Brush a neat uniform layer of acrylic medium on the back of the canvas all the way to the edges, position and press it on the panel and smooth the surface with your hand to remove any air bubbles. Then place the panel face down (or canvas down), and press the panel on the top with something heavy. I usually stack a few of those panels on top of each other and place a heavy weight on top. This dries fairly quickly, but to be on a safe side, I leave it overnight. It’s so good to come to the studio next morning and find a wonderful heap of lovely new painting supports!


If you were using gessoed blank canvas, you are done, pack up and go out to paint! If you used raw canvas, you will need to brush or roll a few layers of gesso over it, and leave it to dry. Then you are ready to go!
If you have mounted a finished painting, the next step is to seal and varnish the piece. I seal all sides (front, back and edges) with a thin layer of acrylic medium. Once that dries, you can put a layer of varnish on top.
Sometimes I want the edges to be black, so I paint them with black paint or gesso before sealing the piece.

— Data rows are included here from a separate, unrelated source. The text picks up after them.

//! sled-backed snapshot store.
//!
//! The snapshot is split over four keys, each a bincode blob, mirroring the
//! components of the ledger state.

use crate::{Result, SnapshotStore};
use ferrochain_ledger::LedgerSnapshot;
use sled::Db;
use std::path::Path;

const BLOCKS_KEY: &[u8] = b"blocks";
const BALANCES_KEY: &[u8] = b"balances";
const TRANSACTIONS_KEY: &[u8] = b"transactions";
const NONCES_KEY: &[u8] = b"nonces";

/// Snapshot persistence on top of a sled key-value store.
pub struct SledStore {
    db: Db,
}

impl SledStore {
    pub fn open<P: AsRef<Path>>(path: P) -> Result<Self> {
        let db = sled::open(path)?;
        Ok(Self { db })
    }

    /// Open an in-memory database (for testing).
    pub fn open_temporary() -> Result<Self> {
        let db = sled::Config::new().temporary(true).open()?;
        Ok(Self { db })
    }

    fn put<V: serde::Serialize>(&self, key: &[u8], value: &V) -> Result<()> {
        let encoded = bincode::serialize(value)?;
        self.db.insert(key, encoded)?;
        Ok(())
    }

    fn get<V: serde::de::DeserializeOwned + Default>(&self, key: &[u8]) -> Result<V> {
        match self.db.get(key)? {
            Some(bytes) => Ok(bincode::deserialize(&bytes)?),
            None => Ok(V::default()),
        }
    }
}

impl SnapshotStore for SledStore {
    fn save(&self, snapshot: &LedgerSnapshot) -> Result<()> {
        self.put(BLOCKS_KEY, &snapshot.blocks)?;
        self.put(BALANCES_KEY, &snapshot.balances)?;
        self.put(TRANSACTIONS_KEY, &snapshot.transactions)?;
        self.put(NONCES_KEY, &snapshot.nonces)?;
        self.db.flush()?;
        Ok(())
    }

    fn load(&self) -> Result<Option<LedgerSnapshot>> {
        if self.db.get(BLOCKS_KEY)?.is_none() {
            return Ok(None);
        }

        Ok(Some(LedgerSnapshot {
            blocks: self.get(BLOCKS_KEY)?,
            balances: self.get(BALANCES_KEY)?,
            transactions: self.get(TRANSACTIONS_KEY)?,
            nonces: self.get(NONCES_KEY)?,
        }))
    }
}
//! ferrochaind entry point.

use anyhow::Context;
use clap::{Parser, ValueEnum};
use ferrochain_consensus::{Engine, FixedStake};
use ferrochain_ledger::{Ledger, LedgerSnapshot};
use ferrochain_storage::{SledStore, SnapshotStore};
use ferrochain_wallet::{ChainAdapter, Registry, SimulatedAdapter, WalletService};
use std::path::PathBuf;
use std::sync::Arc;
use tower_http::cors::CorsLayer;
use tracing_subscriber::EnvFilter;

mod handlers;

use handlers::AppState;

#[derive(Parser)]
#[command(name = "ferrochaind")]
#[command(about = "Demo wallet service over a simulated chain", long_about = None)]
struct Args {
    /// Listen address.
    #[arg(long, env = "FERROCHAIN_ADDR", default_value = "127.0.0.1:8080")]
    addr: String,

    /// Default chain for requests that do not name one.
    #[arg(long, env = "FERROCHAIN_CHAIN", default_value = "ferrochain")]
    chain: String,

    /// Consensus engine for the simulated chain.
    #[arg(long, env = "FERROCHAIN_CONSENSUS", value_enum, default_value_t = ConsensusKind::Pow)]
    consensus: ConsensusKind,

    /// Proof-of-work difficulty in leading zero bits.
    #[arg(long, env = "FERROCHAIN_DIFFICULTY", default_value_t = 8)]
    difficulty: u32,

    /// Fixed total stake for proof-of-stake.
    #[arg(long, env = "FERROCHAIN_STAKE", default_value_t = 100)]
    stake: u64,

    /// Snapshot directory; state is in-memory only when unset.
    #[arg(long, env = "FERROCHAIN_DATA_DIR")]
    data_dir: Option<PathBuf>,
}

#[derive(ValueEnum, Clone, Copy)]
enum ConsensusKind {
    Pow,
    Pos,
}

#[tokio::main]
async fn main() -> anyhow::Result<()> {
    tracing_subscriber::fmt()
        .with_env_filter(EnvFilter::try_from_default_env().unwrap_or_else(|_| "info".into()))
        .init();

    let args = Args::parse();

    let engine = match args.consensus {
        ConsensusKind::Pow => Engine::proof_of_work(args.difficulty),
        ConsensusKind::Pos => Engine::proof_of_stake(Arc::new(FixedStake(args.stake))),
    };

    let store: Option<Arc<dyn SnapshotStore>> = match &args.data_dir {
        Some(dir) => {
            let store = SledStore::open(dir)
                .with_context(|| format!("opening snapshot store at {}", dir.display()))?;
            Some(Arc::new(store))
        }
        None => None,
    };

    let snapshot = match &store {
        Some(store) => store
            .load()
            .context("loading ledger snapshot")?
            .unwrap_or_default(),
        None => LedgerSnapshot::default(),
    };

    let ledger = Arc::new(Ledger::restore(engine, snapshot));
    tracing::info!(
        consensus = ledger.engine_name(),
        height = ledger.height(),
        "ledger ready"
    );

    let adapter: Arc<dyn ChainAdapter> = Arc::new(SimulatedAdapter::new(ledger.clone()));
    let registry = Registry::new(vec![adapter]);
    let service = Arc::new(WalletService::new(registry, args.chain));

    let state = AppState {
        service,
        ledger,
        store,
    };
    let app = handlers::router(state).layer(CorsLayer::permissive());

    let listener = tokio::net::TcpListener::bind(&args.addr)
        .await
        .with_context(|| format!("binding {}", args.addr))?;
    tracing::info!("listening on {}", args.addr);
    axum::serve(listener, app).await?;

    Ok(())
}
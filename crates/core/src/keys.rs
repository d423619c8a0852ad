//! Key derivation: seed -> ed25519 keypair -> address.
//!
//! Seeds are either random or derived deterministically from a passphrase.
//! The keys exist to give wallets stable identities; the simulated chain
//! does not verify signatures, so this is illustrative, not hardened.

use crate::address::Address;
use crate::hash::hash;
use argon2::{Algorithm, Argon2, Params, Version};
use ed25519_dalek::SigningKey;
use rand::rngs::OsRng;
use rand::RngCore;
use serde::{Deserialize, Serialize};
use std::fmt;
use thiserror::Error;

/// Salt for deterministic passphrase stretching. Versioned so a future
/// parameter change can coexist with old derivations.
const PASSPHRASE_SALT: &[u8] = b"ferrochain.v1";

/// Errors that can occur during key operations.
#[derive(Debug, Error)]
pub enum KeyError {
    #[error("seed derivation failed: {0}")]
    Derivation(String),

    #[error("invalid private key")]
    InvalidPrivateKey,
}

/// Generate a fresh 32-byte random seed.
pub fn random_seed() -> Vec<u8> {
    let mut seed = vec![0u8; 32];
    OsRng.fill_bytes(&mut seed);
    seed
}

/// Derive a 32-byte seed deterministically from a passphrase (argon2id).
pub fn seed_from_passphrase(passphrase: &str) -> Result<Vec<u8>, KeyError> {
    let params = Params::new(64 * 1024, 1, 2, Some(32))
        .map_err(|e| KeyError::Derivation(e.to_string()))?;
    let argon = Argon2::new(Algorithm::Argon2id, Version::V0x13, params);

    let mut seed = vec![0u8; 32];
    argon
        .hash_password_into(passphrase.as_bytes(), PASSPHRASE_SALT, &mut seed)
        .map_err(|e| KeyError::Derivation(e.to_string()))?;
    Ok(seed)
}

/// The exported form of a derived key: hex private and public keys plus the
/// `0x`-hex address.
#[derive(Debug, Clone, PartialEq, Eq, Serialize, Deserialize)]
#[serde(rename_all = "camelCase")]
pub struct KeyMaterial {
    pub private_key: String,
    pub public_key: String,
    pub address: String,
}

/// An ed25519 keypair with a derived 20-byte address.
pub struct Keypair {
    signing_key: SigningKey,
}

impl Keypair {
    /// Derive a keypair from an arbitrary-length seed.
    ///
    /// The seed is hashed down to 32 bytes first, so callers may pass raw
    /// user input as well as proper random seeds.
    pub fn from_seed(seed: &[u8]) -> Self {
        let digest = hash(seed);
        let mut key_bytes = [0u8; 32];
        key_bytes.copy_from_slice(digest.as_bytes());
        Self {
            signing_key: SigningKey::from_bytes(&key_bytes),
        }
    }

    /// Generate a keypair from a fresh random seed.
    pub fn generate() -> Self {
        Self::from_seed(&random_seed())
    }

    /// Restore a keypair from its exported private key hex.
    pub fn from_private_hex(s: &str) -> Result<Self, KeyError> {
        let bytes = hex::decode(s.strip_prefix("0x").unwrap_or(s))
            .map_err(|_| KeyError::InvalidPrivateKey)?;
        let key_bytes: [u8; 32] = bytes
            .as_slice()
            .try_into()
            .map_err(|_| KeyError::InvalidPrivateKey)?;
        Ok(Self {
            signing_key: SigningKey::from_bytes(&key_bytes),
        })
    }

    pub fn private_key_hex(&self) -> String {
        hex::encode(self.signing_key.to_bytes())
    }

    pub fn public_key_hex(&self) -> String {
        hex::encode(self.signing_key.verifying_key().to_bytes())
    }

    /// The address: first 20 bytes of the Blake3 hash of the public key.
    pub fn address(&self) -> Address {
        let digest = hash(&self.signing_key.verifying_key().to_bytes());
        Address::from_bytes(digest.as_bytes()[..20].to_vec())
    }

    /// Export as boundary-facing key material.
    pub fn material(&self) -> KeyMaterial {
        KeyMaterial {
            private_key: self.private_key_hex(),
            public_key: self.public_key_hex(),
            address: self.address().to_hex(),
        }
    }
}

impl fmt::Debug for Keypair {
    fn fmt(&self, f: &mut fmt::Formatter<'_>) -> fmt::Result {
        f.debug_struct("Keypair")
            .field("address", &self.address())
            .finish()
    }
}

These panels are a breeze to frame – just use a few framer bits or small nails on the back and you are done. Ready to hang and be admired! They also pack and ship easily and don’t take much space in the storage.

I am hoping that this spring will be a beginning of a wonderful plain air season. Happy painting!

Saturday, 8 March 2014

Painting In Paradise

Lake O'Hara Park, Yoho National Park 
It's hard to match scenery of the Lake O'Hara Park - a piece of paradise in Canadian Rockies! I am just now starting to plan a series of paintings featuring this magical place. No problems with getting inspired here!

Any time now the spring will arrive so it's a good time to start preparing panels for plain air painting. For those of you who have never made panels yourself, I'll describe how I do it in one of the following posts. It's easy, inexpensive, and you end up with good quality painting supports that are handy to carry, pack and also easy to frame.

Thursday, 6 March 2014

Not My Baby

North View from Mt. Seymour, acrylic, 30x24

The other day I went to the art store to stock up. I get anxious when I am low on art supplies so I recommend avoiding that situation if at all possible. There was a young girl working in the store who helped me drag big canvases from the shelf. She was very enthusiastic so we started chatting about making art. She said that she is an artist and a photographer. The photography she defined as her immediate “in the now” creation. She said that she also makes acrylic paintings, using her photographs as inspiration, but that she has lately been overwhelmed with the idea of transferring the realism of the photo into the artistic vision in the painting.

 I kept thinking about her, remembering all the times when the same thing was overwhelming me. It sure does every once in a while. How to translate the inspiration of a reality into my unique artistic vision, and make a great painting? And then, how to stay committed to doing this day in and day out for years and years. How wonderful and how scary at the same time!

There are a few things that can help with the scary part. Firstly, let’s remember that this has been done by many artists, so it verifiably isn't an impossible task. Then, remember to trust all the skills that we have acquired; yes, sometimes it feels like two steps forward, one step back, but overall we can’t help making progress. The actual translation of the inspiration into a unique image is magic – it’s a puzzle that we create for ourselves to solve. Sometimes we say that paintings are our babies, but the thing to remember is that they are not! They are things that we make, love or hate, keep or destroy. Some puzzles don’t work out, but the best thing of all is that we can think of another one tomorrow! Isn't that terrific?

I wish I thought of saying all this to the girl, but I guess I am not very good with thinking on my feet. I think I said something like - take it one step at the time…ugh. Perhaps I’ll remember this for the next time I run into someone with the same struggle, which is bound to happen. Wouldn't it be great to write down all those thoughts about art that we wish someone had told us years ago? Well, this is as good a time to start as ever!